Other accrued liabilities

     1,966.3       (738.8 )     235 (d)     1,462.5  
                                

Total current liabilities

     3,752.8       (1,315.0 )     235       2,672.8  
                                

Senior long-term debt, excluding current installments

     3,175.9       (1.3 )       3,174.6  

Subordinated debt

     200.0       —           200.0  

Other noncurrent liabilities

     1,219.5       (18.2 )       1,201.3  
                          

Total liabilities

     8,348.2       (1,334.5 )     235       7,248.7  
                                

Common stockholders’ equity

     5,038.5       —         299.3 (e)     5,337.8  
                                

Total liabilities and stockholders’ equity

   $ 13,386.7     $ (1,334.5 )   $ 534.3     $ 12,586.5  
                                

 

(a) Amounts as originally reported by ConAgra Foods in its Quarterly Report on Form 10-Q for the fiscal period ended February 24, 2008.

 

(b) Represents the assets and liabilities of the Business held for sale as of February 24, 2008.

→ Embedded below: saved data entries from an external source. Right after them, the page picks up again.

// SPDX-License-Identifier: Apache-2.0 OR MIT
// Copyright (c) 2025-2026 naskel.com

//! Member enumeration: which members of a type are encoded, and in what order.
//!
//! Members are collected base-first along the inheritance chain, stopping at
//! the first ancestor that generates its own codec (that ancestor is encoded
//! by delegation instead, see [`delegated_base`]). Each member is tagged with
//! its inheritance depth (derived type = 0) and the list is stably sorted by
//! `(explicit order or last, base before derived)`.

use crate::cache::ShapeCache;
use crate::error::ShapeError;
use crate::shape::{MemberShape, ObjectShape, ShapeRegistry, TypeShape};
use std::cmp::Reverse;
use std::sync::Arc;

/// Guard against inheritance cycles in hand-written schemas.
const MAX_INHERITANCE_DEPTH: usize = 256;

#[derive(Debug, Clone, PartialEq)]
pub struct MemberEntry {
    pub member: MemberShape,
    /// Type that declares the member.
    pub declaring_type: String,
    /// Inheritance distance from the enumerated type.
    pub depth: usize,
}

/// Inclusion rule: not ignored, and either public readable instance state or
/// explicitly included.
pub fn is_included(member: &MemberShape) -> bool {
    !member.attrs.ignore
        && ((member.public && member.readable && !member.is_static) || member.attrs.include)
}

/// Ancestors whose members are flattened into `object`, nearest first.
fn flattened_ancestors(
    registry: &ShapeRegistry,
    cache: &ShapeCache,
    object: &ObjectShape,
) -> Result<(Vec<Arc<ObjectShape>>, Option<DelegatedBase>), ShapeError> {
    let mut ancestors = Vec::new();
    let mut next: Option<TypeShape> = object.base.clone();
    while let Some(base_shape) = next {
        if ancestors.len() >= MAX_INHERITANCE_DEPTH {
            return Err(ShapeError::Invalid {
                shape: object.name.clone(),
                reason: "inheritance chain too deep or cyclic".into(),
            });
        }
        let base = cache.object(registry, &base_shape)?;
        if base.generates_codec {
            return Ok((ancestors, Some((base_shape, base))));
        }
        next = base.base.clone();
        ancestors.push(base);
    }
    Ok((ancestors, None))
}

/// Base occurrence shape and its resolved object.
pub type DelegatedBase = (TypeShape, Arc<ObjectShape>);

/// First ancestor that generates its own codec, if any.
pub fn delegated_base(
    registry: &ShapeRegistry,
    cache: &ShapeCache,
    object: &ObjectShape,
) -> Result<Option<DelegatedBase>, ShapeError> {
    flattened_ancestors(registry, cache, object).map(|(_, delegated)| delegated)
}

/// Ordered encodable members of `object`.
pub fn enumerate(
    registry: &ShapeRegistry,
    cache: &ShapeCache,
    object: &ObjectShape,
) -> Result<Vec<MemberEntry>, ShapeError> {
    crate::trace_fn!("members::enumerate");
    let (ancestors, _) = flattened_ancestors(registry, cache, object)?;

    let mut entries = Vec::new();
    for (depth, level) in ancestors.iter().enumerate().rev() {
        push_level(&mut entries, level, depth + 1);
    }
    push_level(&mut entries, object, 0);

    entries.sort_by_key(|e| {
        (
            e.member.attrs.order.map_or(i64::MAX, i64::from),
            Reverse(e.depth),
        )
    });
    Ok(entries)
}

fn push_level(entries: &mut Vec<MemberEntry>, level: &ObjectShape, depth: usize) {
    entries.extend(
        level
            .members
            .iter()
            .filter(|m| is_included(m))
            .map(|m| MemberEntry {
                member: m.clone(),
                declaring_type: level.name.clone(),
                depth,
            }),
    );
}
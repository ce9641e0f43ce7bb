// SPDX-License-Identifier: Apache-2.0 OR MIT
// Copyright (c) 2025-2026 naskel.com

//! Row-major storage for multi-rank arrays in generated source.

use crate::error::{CodecError, CodecResult};
use crate::stream::MAX_PREALLOC;

#[derive(Debug, Clone, PartialEq, Eq, Hash, Default)]
pub struct Grid<T> {
    dims: Vec<usize>,
    items: Vec<T>,
}

impl<T> Grid<T> {
    /// Empty grid expecting `dims.iter().product()` pushes.
    pub fn with_dims(dims: Vec<usize>) -> CodecResult<Self> {
        let total = total_len(&dims)?;
        Ok(Self {
            items: Vec::with_capacity(total.min(MAX_PREALLOC)),
            dims,
        })
    }

    /// Grid over existing row-major `items`.
    pub fn from_parts(dims: Vec<usize>, items: Vec<T>) -> CodecResult<Self> {
        let total = total_len(&dims)?;
        if total != items.len() {
            return Err(CodecError::OutOfRange(format!(
                "dimensions {:?} need {} items, got {}",
                dims,
                total,
                items.len()
            )));
        }
        Ok(Self { dims, items })
    }

    pub fn dims(&self) -> &[usize] {
        &self.dims
    }

    /// Length of dimension `d`; 0 when out of range.
    pub fn dim(&self, d: usize) -> usize {
        self.dims.get(d).copied().unwrap_or(0)
    }

    /// Length of dimension `d` of a grid that must have `rank` dimensions.
    pub fn dim_of_rank(&self, d: usize, rank: usize) -> CodecResult<usize> {
        if self.dims.len() != rank {
            return Err(CodecError::mismatch(
                format!("array of rank {}", rank),
                format!("array of rank {}", self.dims.len()),
            ));
        }
        self.dims
            .get(d)
            .copied()
            .ok_or_else(|| CodecError::OutOfRange(format!("array of rank {} has no dimension {}", rank, d)))
    }

    pub fn len(&self) -> usize {
        self.items.len()
    }

    pub fn is_empty(&self) -> bool {
        self.items.is_empty()
    }

    /// Append the next element in row-major order.
    pub fn push(&mut self, item: T) {
        self.items.push(item);
    }

    pub fn iter(&self) -> std::slice::Iter<'_, T> {
        self.items.iter()
    }

    pub fn get(&self, indices: &[usize]) -> Option<&T> {
        if indices.len() != self.dims.len() {
            return None;
        }
        let mut flat = 0usize;
        for (index, len) in indices.iter().zip(&self.dims) {
            if index >= len {
                return None;
            }
            flat = flat * len + index;
        }
        self.items.get(flat)
    }

    pub fn into_items(self) -> Vec<T> {
        self.items
    }
}

fn total_len(dims: &[usize]) -> CodecResult<usize> {
    dims.iter()
        .try_fold(1usize, |acc, d| acc.checked_mul(*d))
        .ok_or_else(|| CodecError::OutOfRange(format!("array dimensions {:?} overflow", dims)))
}

#[cfg(test)]
mod tests {
    use super::*;

    #[test]
    fn test_get_is_row_major() {
        let grid = Grid::from_parts(vec![2, 3], vec![0, 1, 2, 10, 11, 12]).expect("grid");
        assert_eq!(grid.get(&[1, 0]), Some(&10));
        assert_eq!(grid.get(&[0, 2]), Some(&2));
        assert_eq!(grid.get(&[2, 0]), None);
        assert_eq!(grid.dim(1), 3);
    }

    #[test]
    fn test_from_parts_checks_item_count() {
        assert!(Grid::from_parts(vec![2, 2], vec![1, 2, 3]).is_err());
    }

    #[test]
    fn test_dim_of_rank_rejects_other_ranks() {
        let grid = Grid::from_parts(vec![1, 1, 2], vec![7u8, 9]).expect("grid");
        assert_eq!(grid.dim_of_rank(2, 3).expect("rank 3"), 2);
        assert!(matches!(grid.dim_of_rank(0, 2), Err(CodecError::TypeMismatch { .. })));
    }

    #[test]
    fn test_overflowing_dims_are_rejected() {
        assert!(Grid::<u8>::with_dims(vec![usize::MAX, 2]).is_err());
    }
}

(c) Represents the proceeds from the sale of the Business assuming the transaction had occurred on February 24, 2008 and before application of any post-closing adjustments that are not yet estimable. The pro forma proceeds shown are comprised of 1) $1.5 billion of cash (discussed further below), 2) transaction costs of $20 million, 3) the Notes, which have been recorded at an estimated fair market value of $483 million, 4) a short-term receivable of $37 million due from the purchaser, and 5) the Warrant, which has been recorded at an estimated fair market value of $2 million.

Per the Agreement, the purchase price of the Business was based on the net assets of the Business, as of the date of disposition, plus a negotiated premium. In addition to the Notes, Warrant and short-term receivable referred to above, the Company received cash proceeds of approximately $2.2 billion on June 23, 2008, the date of the disposition. The net assets of the Business increased during the period between February 24, 2008 and June 23, 2008 due to earnings of the Business and further investments in the Business by ConAgra Foods. The pro forma cash proceeds are lower than the actual cash proceeds to reflect the fact that, had the transaction closed on February 24, 2008, the net assets of the Business, on which the purchase price was based, would have been lower.

 

(d) Represents the estimated taxes payable of $179 million associated with the gain on sale of the Business and the estimated liability of approximately $56 million for compensation costs incurred in connection with the disposition, including accelerated vesting due under incentive compensation.

 

(e) Represents the estimated after-tax gain of $304 million reduced by the reclassification of accumulated other comprehensive income of $5 million to income as a result of liquidating certain foreign entities as part of the sale of the Business.